- Episode no.: Season 1 Episode 13
- Directed by: Michael Watkins
- Written by: Lukas Reiter
- Production code: 113
- Original air date: January 27, 2014

Guest appearances
- Campbell Scott as Owen Mallory / Michael Shaw; Hisham Tawfiq as Dembe Zuma; Amir Arison as Aram Mojtabai; Rachel Brosnahan as Jolene Parker; Wass Stevens as Perry; James Murtaugh as Charles Lassiter; Ezra Knight as Dr. Gideon Hadley; Matthew Rauch as Ted Caldwell; Susan Blommaert as Mr. Kaplan; Beth Dixon as Jill Lassiter; Joseph Adams as Medical Examiner; Kati Rediger as Kate Ellison; Jane Alexander as Diane Fowler;

Episode chronology
| ← Previous "The Alchemist" | Next → "Madeline Pratt" |
- The Blacklist season 1

= The Cyprus Agency =

"The Cyprus Agency" is the thirteenth episode of the first season of the American crime drama The Blacklist. The episode premiered in the United States on NBC on January 27, 2014.

==Plot==
After a recent spate of abductions of babies from their mothers, Red informs Elizabeth that the "Cyprus Agency" is the illegal adoption organization responsible. More or less coincidentally, Elizabeth and Tom contemplate adoption of their own which fuels Elizabeth to track down the organization's CEO, Owen Mallory (Campbell Scott). Ultimately, the task force discovers the Cyprus Agency's secret: it kidnaps young women and keeps them in captivity as breeders for the babies it puts up for adoption, and that Mallory is the father of all the children. Meanwhile, Meera willingly aids Red in his investigation for the mole.

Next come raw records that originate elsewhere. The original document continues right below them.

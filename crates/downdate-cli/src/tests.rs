use std::fs;
use std::path::{Path, PathBuf};
use std::time::{SystemTime, UNIX_EPOCH};

use clap::Parser;

use downdate_manifest::{encode_manifest_delta, BaseManifest};

use crate::config::parse_config_xml;
use crate::flows;
use crate::Cli;

const BASE_DOCUMENT: &str = r#"<?xml version="1.0" encoding="utf-8"?>
<assembly xmlns="urn:schemas-microsoft-com:asm.v3" manifestVersion="1.0">
    <assemblyIdentity name="Microsoft-Windows-Base" version="10.0.19041.1"/>
</assembly>
"#;

#[test]
fn config_marks_missing_sources_for_resolution() {
    let root = test_root();
    let destination = write_file(&root, "destination.dll", b"installed");
    let present_source = write_file(&root, "present-source.dll", b"staged");

    let config = write_file(
        &root,
        "Config.xml",
        format!(
            r#"<Configuration>
    <UpdateFilesList>
        <UpdateFile source="{}" destination="{}"/>
        <UpdateFile source="{}" destination="{}"/>
    </UpdateFilesList>
</Configuration>
"#,
            root.join("absent-source.dll").display(),
            destination.display(),
            present_source.display(),
            destination.display(),
        )
        .as_bytes(),
    );

    let update_files = parse_config_xml(&config).expect("must parse config");
    assert_eq!(update_files.len(), 2);
    assert!(update_files[0].needs_resolution);
    assert!(!update_files[1].needs_resolution);
    assert_eq!(update_files[1].source, present_source);

    let _ = fs::remove_dir_all(&root);
}

#[test]
fn config_with_missing_destination_is_fatal() {
    let root = test_root();
    let config = write_file(
        &root,
        "Config.xml",
        format!(
            r#"<Configuration>
    <UpdateFilesList>
        <UpdateFile source="{}" destination="{}"/>
    </UpdateFilesList>
</Configuration>
"#,
            root.join("source.dll").display(),
            root.join("nonexistent-destination.dll").display(),
        )
        .as_bytes(),
    );

    let err = parse_config_xml(&config).expect_err("must refuse missing destination");
    assert!(err.to_string().contains("destination-missing"));

    let _ = fs::remove_dir_all(&root);
}

#[test]
fn config_entry_without_destination_attribute_is_fatal() {
    let root = test_root();
    let config = write_file(
        &root,
        "Config.xml",
        br#"<Configuration>
    <UpdateFilesList>
        <UpdateFile source="C:\staged\foo.dll"/>
    </UpdateFilesList>
</Configuration>
"#,
    );

    let err = parse_config_xml(&config).expect_err("must refuse partial entry");
    assert!(err.to_string().contains("'destination' attribute"));

    let _ = fs::remove_dir_all(&root);
}

#[test]
fn cli_requires_exactly_one_input_document() {
    assert!(Cli::try_parse_from(["downdate"]).is_err());
    assert!(Cli::try_parse_from([
        "downdate",
        "--config-xml",
        "Config.xml",
        "--custom-pending-xml",
        "Pending.xml",
    ])
    .is_err());
    assert!(Cli::try_parse_from(["downdate", "--config-xml", "Config.xml"]).is_ok());
    assert!(Cli::try_parse_from(["downdate", "--custom-pending-xml", "Pending.xml"]).is_ok());
}

#[test]
fn restart_timeout_requires_a_forced_restart() {
    assert!(Cli::try_parse_from([
        "downdate",
        "--config-xml",
        "Config.xml",
        "--restart-timeout",
        "5",
    ])
    .is_err());
    assert!(Cli::try_parse_from([
        "downdate",
        "--config-xml",
        "Config.xml",
        "--force-restart",
        "--restart-timeout",
        "5",
    ])
    .is_ok());
}

#[test]
fn reserved_feature_flags_are_refused() {
    for flag in ["--invisible", "--persistent", "--irreversible", "--elevate"] {
        let cli = Cli::try_parse_from(["downdate", "--config-xml", "Config.xml", flag])
            .expect("must parse arguments");
        let err = flows::run(cli).expect_err("must refuse reserved feature");
        assert!(err.to_string().contains("feature-unimplemented"));
        assert!(err.to_string().contains(flag));
    }
}

#[test]
fn crafting_flow_resolves_and_emits_one_operation() {
    let root = test_root();

    // Live file to downgrade.
    let live_dir = root.join("live");
    fs::create_dir_all(&live_dir).expect("must create live directory");
    let destination = live_dir.join("foo.dll");
    fs::write(&destination, b"current version").expect("must write destination");

    // Component archive: one component owning the destination, manifest
    // stored as a differential record, payload holding the older bytes.
    let store_root = root.join("store");
    let component = "example-component_10.0.19041.1";
    let manifest = format!(
        r#"<?xml version="1.0" encoding="utf-8"?>
<assembly xmlns="urn:schemas-microsoft-com:asm.v3" manifestVersion="1.0">
    <assemblyIdentity name="Microsoft-Windows-Example" version="10.0.19041.1"/>
    <file name="foo.dll" destinationPath="{}"/>
</assembly>
"#,
        live_dir.display()
    );
    let base = BaseManifest::from_bytes(BASE_DOCUMENT.as_bytes().to_vec());
    let delta = encode_manifest_delta(manifest.as_bytes(), &base).expect("must encode delta");
    let manifests_dir = store_root.join("Manifests");
    fs::create_dir_all(&manifests_dir).expect("must create manifest directory");
    fs::write(manifests_dir.join(format!("{component}.manifest")), delta)
        .expect("must write manifest");
    let payload_dir = store_root.join(component);
    fs::create_dir_all(&payload_dir).expect("must create payload directory");
    let archived_source = payload_dir.join("foo.dll");
    fs::write(&archived_source, b"older version").expect("must write payload");

    let base_manifest_path = write_file(&root, "Base.manifest", BASE_DOCUMENT.as_bytes());
    let config = write_file(
        &root,
        "Config.xml",
        format!(
            r#"<Configuration>
    <UpdateFilesList>
        <UpdateFile source="{}" destination="{}"/>
    </UpdateFilesList>
</Configuration>
"#,
            root.join("no-such-source.dll").display(),
            destination.display(),
        )
        .as_bytes(),
    );

    let output = root.join("Downgrade.xml");
    let cli = Cli::try_parse_from([
        "downdate".to_string(),
        "--config-xml".to_string(),
        config.display().to_string(),
        "--store-root".to_string(),
        store_root.display().to_string(),
        "--base-manifest".to_string(),
        base_manifest_path.display().to_string(),
        "--output".to_string(),
        output.display().to_string(),
    ])
    .expect("must parse arguments");

    flows::run(cli).expect("must craft the queue document");

    let document = fs::read_to_string(&output).expect("must read crafted document");
    assert!(document.contains("<POQ postAction=\"reboot\">"));
    assert!(document.contains(&format!("source=\"{}\"", archived_source.display())));
    assert!(document.contains(&format!("destination=\"{}\"", destination.display())));
    assert_eq!(document.matches("<HardlinkFile").count(), 1);

    let _ = fs::remove_dir_all(&root);
}

#[test]
fn crafting_flow_without_base_manifest_is_refused() {
    let root = test_root();
    let config = write_file(&root, "Config.xml", b"<Configuration/>");

    let cli = Cli::try_parse_from([
        "downdate".to_string(),
        "--config-xml".to_string(),
        config.display().to_string(),
    ])
    .expect("must parse arguments");
    let err = flows::run(cli).expect_err("must require the base manifest");
    assert!(err.to_string().contains("--base-manifest"));

    let _ = fs::remove_dir_all(&root);
}

fn write_file(root: &Path, name: &str, content: &[u8]) -> PathBuf {
    fs::create_dir_all(root).expect("must create test root");
    let path = root.join(name);
    fs::write(&path, content).expect("must write file");
    path
}

fn test_root() -> PathBuf {
    let mut path = std::env::temp_dir();
    let nanos = SystemTime::now()
        .duration_since(UNIX_EPOCH)
        .expect("system time")
        .as_nanos();
    path.push(format!(
        "downdate-cli-tests-{}-{}",
        std::process::id(),
        nanos
    ));
    path
}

Covertly using Cooper's badge, Meera's intelligence leads Red to Diane Fowler as the ringleader of the leak, prompting him to confront Fowler in her own home, planning to kill her. She tells him that she knows about "that day", about what happened to his family, hoping Red will spare her for information. But Red still kills her, responding that he wants to know it more than anything in the world, but he'll find someone else who knows. He then calls Mr. Kaplan to clean up. In the end, Elizabeth finds herself unable to adopt a child as long as her marriage to Tom continues to suffer emotional strain. She is shown frustrated at home sitting in between baby stuff, while Tom goes to see Jolene, the woman who was flirting with him.

==Reception==
===Ratings===
"The Cyprus Agency" premiered on NBC on January 27, 2014 in the 10–11 p.m. time slot. The episode garnered a 2.5/7 Nielsen rating with 10.17 million viewers, making it the highest rated show in its time slot and the thirteenth most watched television show of the week.

===Reviews===
Jason Evans of The Wall Street Journal gave a positive review of the episode: "Strong episode! The Cypress story was so creepy and sick that it held my attention more than the usual weekly blacklister does". He went on to call the show "a puzzle wrapped in an enigma shrouded in mystery".

Jim McMahon of IGN gave the episode a 5.8/10, criticising the story and its direction. He went on to say: "The FBI is still dumb as a bag of hammers, Lizzy's husband is still sucking up time on the show and Lizzy herself remains uninteresting despite Red's insistence otherwise".